> _What to work on_: Report the number of lines in the material below that contain "separator", without any other words.

> _Materials provided_:
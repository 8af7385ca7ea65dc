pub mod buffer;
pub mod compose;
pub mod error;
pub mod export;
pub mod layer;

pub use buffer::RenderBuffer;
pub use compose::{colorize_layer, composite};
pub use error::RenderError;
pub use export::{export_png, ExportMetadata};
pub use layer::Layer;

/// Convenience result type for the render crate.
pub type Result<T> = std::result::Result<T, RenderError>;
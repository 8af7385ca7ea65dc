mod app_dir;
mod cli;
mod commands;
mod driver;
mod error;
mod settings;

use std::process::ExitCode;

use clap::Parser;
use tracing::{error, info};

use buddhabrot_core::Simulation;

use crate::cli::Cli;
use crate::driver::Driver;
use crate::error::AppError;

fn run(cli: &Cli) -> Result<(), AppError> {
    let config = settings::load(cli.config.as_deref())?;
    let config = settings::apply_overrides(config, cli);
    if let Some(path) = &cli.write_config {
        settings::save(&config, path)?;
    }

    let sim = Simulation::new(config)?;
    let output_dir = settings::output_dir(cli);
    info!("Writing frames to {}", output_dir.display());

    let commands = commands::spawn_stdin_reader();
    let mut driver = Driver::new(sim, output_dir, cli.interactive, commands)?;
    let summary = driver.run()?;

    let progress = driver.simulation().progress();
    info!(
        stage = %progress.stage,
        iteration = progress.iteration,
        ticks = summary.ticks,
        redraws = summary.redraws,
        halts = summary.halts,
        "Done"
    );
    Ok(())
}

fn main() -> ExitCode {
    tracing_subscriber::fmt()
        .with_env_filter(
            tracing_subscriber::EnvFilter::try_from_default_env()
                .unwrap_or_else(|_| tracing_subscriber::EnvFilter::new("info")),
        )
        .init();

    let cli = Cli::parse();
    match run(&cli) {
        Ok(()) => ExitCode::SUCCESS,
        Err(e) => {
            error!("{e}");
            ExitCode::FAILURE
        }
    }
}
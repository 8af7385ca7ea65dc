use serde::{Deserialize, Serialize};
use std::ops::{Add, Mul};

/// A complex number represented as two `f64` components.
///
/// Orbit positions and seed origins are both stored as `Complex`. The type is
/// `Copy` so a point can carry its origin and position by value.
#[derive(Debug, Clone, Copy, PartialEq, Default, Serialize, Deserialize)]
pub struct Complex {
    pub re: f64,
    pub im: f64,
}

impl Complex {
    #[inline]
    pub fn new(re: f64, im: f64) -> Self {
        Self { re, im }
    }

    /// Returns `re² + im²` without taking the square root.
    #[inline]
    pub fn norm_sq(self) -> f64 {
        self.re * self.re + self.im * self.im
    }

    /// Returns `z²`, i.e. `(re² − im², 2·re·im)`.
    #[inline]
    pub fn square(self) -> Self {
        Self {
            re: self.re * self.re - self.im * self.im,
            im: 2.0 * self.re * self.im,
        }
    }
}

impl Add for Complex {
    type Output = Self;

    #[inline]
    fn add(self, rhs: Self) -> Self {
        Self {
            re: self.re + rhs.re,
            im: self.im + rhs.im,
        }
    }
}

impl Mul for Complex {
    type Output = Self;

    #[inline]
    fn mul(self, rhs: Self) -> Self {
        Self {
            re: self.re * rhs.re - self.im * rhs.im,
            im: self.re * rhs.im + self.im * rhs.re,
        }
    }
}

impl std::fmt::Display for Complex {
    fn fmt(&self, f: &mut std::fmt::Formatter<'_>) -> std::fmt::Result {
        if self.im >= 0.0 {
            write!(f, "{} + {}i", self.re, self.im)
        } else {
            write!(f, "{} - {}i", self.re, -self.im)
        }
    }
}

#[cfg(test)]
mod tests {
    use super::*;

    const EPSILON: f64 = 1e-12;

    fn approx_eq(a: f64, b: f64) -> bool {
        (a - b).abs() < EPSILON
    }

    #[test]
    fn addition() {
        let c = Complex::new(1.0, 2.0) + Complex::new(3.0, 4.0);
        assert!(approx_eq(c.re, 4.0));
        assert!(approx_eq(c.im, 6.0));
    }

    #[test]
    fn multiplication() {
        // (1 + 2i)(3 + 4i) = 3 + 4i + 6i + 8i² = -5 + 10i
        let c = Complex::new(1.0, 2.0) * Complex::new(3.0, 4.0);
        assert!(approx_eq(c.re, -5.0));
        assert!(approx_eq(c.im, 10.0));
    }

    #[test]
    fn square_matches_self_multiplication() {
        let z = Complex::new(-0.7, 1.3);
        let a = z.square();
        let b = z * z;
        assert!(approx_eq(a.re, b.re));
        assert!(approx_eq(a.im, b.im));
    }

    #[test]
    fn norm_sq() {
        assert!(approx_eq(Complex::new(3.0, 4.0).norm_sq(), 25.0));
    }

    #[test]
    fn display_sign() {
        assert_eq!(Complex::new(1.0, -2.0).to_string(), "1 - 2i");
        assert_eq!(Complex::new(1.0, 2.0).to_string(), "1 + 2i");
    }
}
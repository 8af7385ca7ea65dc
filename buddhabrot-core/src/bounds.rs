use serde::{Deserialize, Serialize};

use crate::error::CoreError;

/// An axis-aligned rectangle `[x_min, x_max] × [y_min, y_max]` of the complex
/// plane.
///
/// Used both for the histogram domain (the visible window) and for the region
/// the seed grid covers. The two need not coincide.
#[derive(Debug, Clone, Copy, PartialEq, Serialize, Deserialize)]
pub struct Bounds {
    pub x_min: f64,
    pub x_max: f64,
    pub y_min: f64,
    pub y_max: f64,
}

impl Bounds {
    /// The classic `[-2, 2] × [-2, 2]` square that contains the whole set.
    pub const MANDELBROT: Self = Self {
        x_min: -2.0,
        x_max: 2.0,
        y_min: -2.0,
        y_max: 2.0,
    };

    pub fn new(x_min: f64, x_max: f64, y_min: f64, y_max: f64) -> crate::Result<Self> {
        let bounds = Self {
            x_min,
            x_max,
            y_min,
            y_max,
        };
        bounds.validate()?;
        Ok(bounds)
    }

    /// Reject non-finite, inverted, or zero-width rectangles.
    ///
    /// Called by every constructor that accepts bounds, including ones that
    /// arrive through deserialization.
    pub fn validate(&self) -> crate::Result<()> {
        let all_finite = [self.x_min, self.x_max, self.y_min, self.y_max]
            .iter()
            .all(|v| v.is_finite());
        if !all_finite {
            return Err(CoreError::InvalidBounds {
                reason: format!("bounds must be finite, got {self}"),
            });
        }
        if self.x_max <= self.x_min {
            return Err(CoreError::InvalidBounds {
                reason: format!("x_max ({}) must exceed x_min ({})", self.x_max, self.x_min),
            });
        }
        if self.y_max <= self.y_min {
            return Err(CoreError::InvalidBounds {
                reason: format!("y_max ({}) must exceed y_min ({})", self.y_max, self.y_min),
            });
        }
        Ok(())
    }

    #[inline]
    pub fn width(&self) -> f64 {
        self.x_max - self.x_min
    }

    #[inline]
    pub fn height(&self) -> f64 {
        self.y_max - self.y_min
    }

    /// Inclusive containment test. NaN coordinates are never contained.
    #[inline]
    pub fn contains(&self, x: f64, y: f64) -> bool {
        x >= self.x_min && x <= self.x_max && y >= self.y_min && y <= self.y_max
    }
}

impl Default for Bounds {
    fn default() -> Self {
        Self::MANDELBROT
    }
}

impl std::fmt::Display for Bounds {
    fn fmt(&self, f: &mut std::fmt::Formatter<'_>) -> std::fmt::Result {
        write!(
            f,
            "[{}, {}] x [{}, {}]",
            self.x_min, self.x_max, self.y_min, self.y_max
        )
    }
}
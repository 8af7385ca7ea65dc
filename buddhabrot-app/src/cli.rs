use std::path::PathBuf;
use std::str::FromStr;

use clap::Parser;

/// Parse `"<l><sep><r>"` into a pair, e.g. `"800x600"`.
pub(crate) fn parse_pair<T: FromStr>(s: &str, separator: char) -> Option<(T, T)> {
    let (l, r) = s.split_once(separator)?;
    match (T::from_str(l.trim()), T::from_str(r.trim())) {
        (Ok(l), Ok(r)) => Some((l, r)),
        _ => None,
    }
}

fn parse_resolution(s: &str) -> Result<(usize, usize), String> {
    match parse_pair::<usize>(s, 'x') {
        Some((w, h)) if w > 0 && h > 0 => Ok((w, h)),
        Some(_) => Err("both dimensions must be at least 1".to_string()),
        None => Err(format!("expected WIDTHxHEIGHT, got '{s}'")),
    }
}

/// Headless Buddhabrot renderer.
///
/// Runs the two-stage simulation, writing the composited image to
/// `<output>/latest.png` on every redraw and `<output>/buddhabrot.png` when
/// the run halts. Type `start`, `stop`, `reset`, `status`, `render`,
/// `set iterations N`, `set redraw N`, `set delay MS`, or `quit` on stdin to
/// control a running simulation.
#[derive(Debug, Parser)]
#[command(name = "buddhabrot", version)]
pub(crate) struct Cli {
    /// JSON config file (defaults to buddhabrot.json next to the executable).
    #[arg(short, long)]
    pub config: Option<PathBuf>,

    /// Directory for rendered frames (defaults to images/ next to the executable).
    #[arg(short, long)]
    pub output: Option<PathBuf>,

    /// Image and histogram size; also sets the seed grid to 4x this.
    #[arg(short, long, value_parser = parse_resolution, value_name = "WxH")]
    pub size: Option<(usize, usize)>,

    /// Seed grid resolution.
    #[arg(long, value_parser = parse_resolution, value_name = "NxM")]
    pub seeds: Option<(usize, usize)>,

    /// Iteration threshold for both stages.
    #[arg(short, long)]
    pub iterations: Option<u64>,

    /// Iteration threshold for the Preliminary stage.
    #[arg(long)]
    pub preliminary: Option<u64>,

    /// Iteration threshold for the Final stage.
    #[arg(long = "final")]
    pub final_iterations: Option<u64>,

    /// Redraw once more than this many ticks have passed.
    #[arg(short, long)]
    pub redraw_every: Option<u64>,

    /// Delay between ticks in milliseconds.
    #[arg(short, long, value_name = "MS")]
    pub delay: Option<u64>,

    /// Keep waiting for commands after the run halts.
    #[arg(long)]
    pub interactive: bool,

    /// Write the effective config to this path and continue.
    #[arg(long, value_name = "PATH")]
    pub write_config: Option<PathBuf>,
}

> _Answer box_: 2